NEURAL NETWORK METHODS FOR MATHEMATICAL TEXTS FORMALISATION

Abstract

This paper examines the potential of large language models (LLMs) to automate the conversion of mathematical statements from natural language into formal expressions, thereby streamlining the process of solution generation. With advancements in artificial intelligence, particularly in natural language processing, models such as GPT-4 and LLaMA-3 present promising applications for mathematical formalisation tasks. These models showcase significant capabilities in text comprehension and translation, which help reduce ambiguities in natural language descriptions of mathematical problems. The effectiveness of these models is evaluated in the context of transitioning from natural language to mathematical formalism. While LLMs excel at semantic analysis and text translation, challenges persist in their application to precise computations and symbolic manipulation, which are critical for solving complex mathematical problems with accuracy.
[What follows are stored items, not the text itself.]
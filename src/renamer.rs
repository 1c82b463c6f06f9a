use regex::Regex;

use crate::errors::Result;
use crate::scanned_file::ScannedFile;

/// One `rearranging_config` entry: a regex matched against a file's
/// codebase-relative path, and its replacement, in the host regex
/// library's backreference syntax.
pub struct RearrangeRule {
    pattern: Regex,
    replacement: String,
}

impl RearrangeRule {
    pub fn new(pattern: &str, replacement: &str) -> Result<Self> {
        Ok(Self {
            pattern: Regex::new(pattern)?,
            replacement: replacement.to_string(),
        })
    }
}

/// Computes each file's output-relative path from the `rearranging_config`
/// directory-rename mapping. Rules are tried in order; the first match
/// wins. A file matching no rule keeps its codebase-relative path as its
/// output-relative path.
pub struct FileRenamer {
    rules: Vec<RearrangeRule>,
}

impl FileRenamer {
    pub fn new(rules: Vec<RearrangeRule>) -> Self {
        Self { rules }
    }

    pub fn output_path_for(&self, relative_path: &str) -> String {
        for rule in &self.rules {
            if rule.pattern.is_match(relative_path) {
                return rule
                    .pattern
                    .replace(relative_path, rule.replacement.as_str())
                    .into_owned();
            }
        }
        relative_path.to_string()
    }

    /// Applies the mapping to a file, setting its output-relative path.
    pub fn rename(&self, file: &mut ScannedFile) {
        let new_path = self.output_path_for(file.relative_path());
        if new_path != file.relative_path() {
            file.set_output_relative_path(new_path);
        }
    }
}

#[cfg(test)]
mod tests {
    use super::*;
    use tempfile::TempDir;

    #[test]
    fn first_matching_rule_wins() {
        let renamer = FileRenamer::new(vec![
            RearrangeRule::new(r"^internal/(.*)$", "public/$1").unwrap(),
            RearrangeRule::new(r"^internal/special/(.*)$", "weird/$1").unwrap(),
        ]);
        assert_eq!(renamer.output_path_for("internal/special/a.java"), "public/special/a.java");
    }

    #[test]
    fn non_matching_path_is_unchanged() {
        let renamer = FileRenamer::new(vec![RearrangeRule::new(r"^internal/(.*)$", "public/$1").unwrap()]);
        assert_eq!(renamer.output_path_for("common/a.java"), "common/a.java");
    }

    #[test]
    fn rename_updates_scanned_file_output_path() {
        let dir = TempDir::new().unwrap();
        let path = dir.path().join("a.java");
        std::fs::write(&path, "x").unwrap();
        let mut file = ScannedFile::new(path, "internal/a.java".to_string(), dir.path().join("scratch"));

        let renamer = FileRenamer::new(vec![RearrangeRule::new(r"^internal/(.*)$", "public/$1").unwrap()]);
        renamer.rename(&mut file);
        assert_eq!(file.output_relative_path(), "public/a.java");
    }
}
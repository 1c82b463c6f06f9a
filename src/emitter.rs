use std::fs;
use std::path::{Path, PathBuf};

use rayon::prelude::*;
use similar::TextDiff;

use crate::context::Context;
use crate::errors::{Error, Result};
use crate::findings::Finding;
use crate::scanned_file::ScannedFile;

/// Which side-artifacts to produce in addition to `output/`, per spec.md
/// §6's filesystem layout and CLI surface.
#[derive(Debug, Clone, Default)]
pub struct EmitOptions {
    pub modify_in_place: bool,
    pub output_tar: Option<PathBuf>,
}

/// Writes `output/`, `originals/`, `modified/`, `diffs/` under a scratch
/// root, plus the optional in-place overwrite and tar archive, per spec.md
/// §4.11. Per-file writes are independent of one another and run in
/// parallel (the teacher's idiom, via `rayon`); `Context` mutation (finding
/// collection) is serialized afterward, matching spec.md §5's parallel-emit
/// allowance.
pub struct Emitter<'a> {
    root: &'a Path,
}

impl<'a> Emitter<'a> {
    pub fn new(root: &'a Path) -> Self {
        Self { root }
    }

    pub fn output_dir(&self) -> PathBuf {
        self.root.join("output")
    }

    pub fn originals_dir(&self) -> PathBuf {
        self.root.join("originals")
    }

    pub fn modified_dir(&self) -> PathBuf {
        self.root.join("modified")
    }

    pub fn diffs_dir(&self) -> PathBuf {
        self.root.join("diffs")
    }

    /// Writes every artifact for `files`, recording any per-file or
    /// archive/in-place failure as a `Finding` rather than aborting the run,
    /// per spec.md §7 ("failure of the emitter's diff/tar is recorded as a
    /// finding and the run continues").
    pub fn emit(&self, files: &[ScannedFile], ctx: &mut Context, options: &EmitOptions) -> Result<()> {
        fs::create_dir_all(self.output_dir())?;
        if files.iter().any(|f| f.is_modified()) {
            fs::create_dir_all(self.originals_dir())?;
            fs::create_dir_all(self.modified_dir())?;
            fs::create_dir_all(self.diffs_dir())?;
        }

        let findings: Vec<Finding> = files.par_iter().filter_map(|file| self.emit_one(file).err()).collect();
        for finding in findings {
            ctx.add_finding(finding);
        }

        if options.modify_in_place {
            for file in files {
                if let Err(err) = self.write_in_place(file) {
                    ctx.add_finding(Finding::from_message(
                        file.relative_path(),
                        format!("in-place write failed: {err}"),
                    ));
                }
            }
        }

        if let Some(tar_path) = &options.output_tar {
            if let Err(err) = self.write_tar(tar_path) {
                ctx.add_finding(Finding::from_message("", format!("tar archive failed: {err}")));
            }
        }

        Ok(())
    }

    fn emit_one(&self, file: &ScannedFile) -> std::result::Result<(), Finding> {
        let to_finding = |context: &str, err: Error| {
            Finding::from_message(file.relative_path(), format!("{context}: {err}"))
        };

        if !file.is_deleted() {
            let output_path = self.output_dir().join(file.output_relative_path());
            file.write_to(&output_path, false)
                .map_err(|e| to_finding("failed to write output", e))?;
        }

        if !file.is_modified() {
            return Ok(());
        }

        let originals_path = self.originals_dir().join(file.relative_path());
        file.write_to(&originals_path, true)
            .map_err(|e| to_finding("failed to write originals", e))?;

        if !file.is_deleted() {
            let modified_path = self.modified_dir().join(file.output_relative_path());
            file.write_to(&modified_path, false)
                .map_err(|e| to_finding("failed to write modified", e))?;
        }

        self.write_diff(file).map_err(|e| to_finding("failed to write diff", e))
    }

    /// Computes a unified diff between the on-disk original and the
    /// in-memory modified content, per spec.md §4.11 and the fixed-point
    /// invariant in §8 (`diffs/F` equals `diff(originals/F, modified/F)`).
    /// A deleted file's modified side is empty content under a `/dev/null`
    /// header on the modified side.
    fn write_diff(&self, file: &ScannedFile) -> Result<()> {
        let original_text = fs::read_to_string(file.absolute_path())?;
        let modified_text = file.current_text().unwrap_or("");

        let original_label = format!("originals/{}", file.relative_path());
        let modified_label = if file.is_deleted() {
            "/dev/null".to_string()
        } else {
            format!("modified/{}", file.output_relative_path())
        };

        let diff = TextDiff::from_lines(original_text.as_str(), modified_text);
        let unified = diff
            .unified_diff()
            .header(&original_label, &modified_label)
            .to_string();

        let diff_path = self.diffs_dir().join(file.relative_path());
        if let Some(parent) = diff_path.parent() {
            fs::create_dir_all(parent)?;
        }
        fs::write(diff_path, unified)?;
        Ok(())
    }

    /// Overwrites the original file atomically (`write .tmp` then `rename`)
    /// or unlinks it if deleted, per spec.md §4.11's in-place modification.
    fn write_in_place(&self, file: &ScannedFile) -> Result<()> {
        if file.is_deleted() {
            if file.absolute_path().exists() {
                fs::remove_file(file.absolute_path())?;
            }
            return Ok(());
        }
        if !file.is_modified() {
            return Ok(());
        }
        let mut tmp_name = file.absolute_path().as_os_str().to_os_string();
        tmp_name.push(".tmp");
        let tmp_path = PathBuf::from(tmp_name);
        file.write_to(&tmp_path, false)?;
        fs::rename(&tmp_path, file.absolute_path())?;
        Ok(())
    }

    /// Archives the `output/` tree byte-for-byte into `tar_path`, per
    /// spec.md §6.
    fn write_tar(&self, tar_path: &Path) -> Result<()> {
        if let Some(parent) = tar_path.parent() {
            fs::create_dir_all(parent)?;
        }
        let tar_file = fs::File::create(tar_path)?;
        let mut builder = tar::Builder::new(tar_file);
        builder
            .append_dir_all(".", self.output_dir())
            .map_err(|e| Error::Archive(e.to_string()))?;
        builder.finish().map_err(|e| Error::Archive(e.to_string()))?;
        Ok(())
    }
}

#[cfg(test)]
mod tests {
    use super::*;
    use crate::findings::Whitelist;
    use tempfile::TempDir;

    fn ctx(scratch: &Path) -> Context {
        Context::new(scratch.to_path_buf(), Whitelist::default())
    }

    fn make_file(dir: &TempDir, name: &str, contents: &str) -> ScannedFile {
        let path = dir.path().join(name);
        if let Some(parent) = path.parent() {
            fs::create_dir_all(parent).unwrap();
        }
        fs::write(&path, contents).unwrap();
        ScannedFile::new(path, name.to_string(), dir.path().join("scratch"))
    }

    #[test]
    fn unmodified_file_is_copied_without_a_diff() {
        let dir = TempDir::new().unwrap();
        let root = dir.path().join("run");
        let mut file = make_file(&dir, "a.txt", "hello\n");
        file.contents().unwrap();

        let emitter = Emitter::new(&root);
        let mut context = ctx(&root);
        emitter.emit(&[file], &mut context, &EmitOptions::default()).unwrap();

        assert!(emitter.output_dir().join("a.txt").exists());
        assert!(!emitter.diffs_dir().exists());
    }

    #[test]
    fn modified_file_gets_originals_modified_and_diff() {
        let dir = TempDir::new().unwrap();
        let root = dir.path().join("run");
        let mut file = make_file(&dir, "a.txt", "hello\n");
        file.write_contents("goodbye\n".to_string()).unwrap();

        let emitter = Emitter::new(&root);
        let mut context = ctx(&root);
        emitter.emit(&[file], &mut context, &EmitOptions::default()).unwrap();

        assert_eq!(fs::read_to_string(emitter.output_dir().join("a.txt")).unwrap(), "goodbye\n");
        assert_eq!(fs::read_to_string(emitter.originals_dir().join("a.txt")).unwrap(), "hello\n");
        assert_eq!(fs::read_to_string(emitter.modified_dir().join("a.txt")).unwrap(), "goodbye\n");
        let diff = fs::read_to_string(emitter.diffs_dir().join("a.txt")).unwrap();
        assert!(diff.contains("-hello"));
        assert!(diff.contains("+goodbye"));
    }

    #[test]
    fn deleted_file_is_absent_from_output_but_diffed_against_dev_null() {
        let dir = TempDir::new().unwrap();
        let root = dir.path().join("run");
        let mut file = make_file(&dir, "a.txt", "hello\n");
        file.delete();

        let emitter = Emitter::new(&root);
        let mut context = ctx(&root);
        emitter.emit(&[file], &mut context, &EmitOptions::default()).unwrap();

        assert!(!emitter.output_dir().join("a.txt").exists());
        let diff = fs::read_to_string(emitter.diffs_dir().join("a.txt")).unwrap();
        assert!(diff.contains("/dev/null"));
    }

    #[test]
    fn in_place_modification_overwrites_the_source_file() {
        let dir = TempDir::new().unwrap();
        let root = dir.path().join("run");
        let mut file = make_file(&dir, "a.txt", "hello\n");
        let source_path = file.absolute_path().to_path_buf();
        file.write_contents("goodbye\n".to_string()).unwrap();

        let emitter = Emitter::new(&root);
        let mut context = ctx(&root);
        let options = EmitOptions {
            modify_in_place: true,
            output_tar: None,
        };
        emitter.emit(&[file], &mut context, &options).unwrap();

        assert_eq!(fs::read_to_string(&source_path).unwrap(), "goodbye\n");
    }
}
To address these limitations, integration with formal proof systems such as LEAN is explored, enhancing the process of generating formal proofs and ensuring logical consistency in mathematical arguments. Furthermore, the integration of LLMs with formal systems is investigated for its potential to facilitate the development of systems that automatically generate proofs from mathematical texts. By leveraging the strengths of LLMs in linguistic understanding and the precision of formal systems, a hybrid approach is proposed to improve the reliability of automated problem-solving processes. The findings indicate that with continued development, LLMs can significantly contribute to automating mathematical reasoning. However, ongoing refinement is necessary to fully realise their potential in academic and educational contexts, particularly in handling complex mathematical reasoning and extensive problem sets.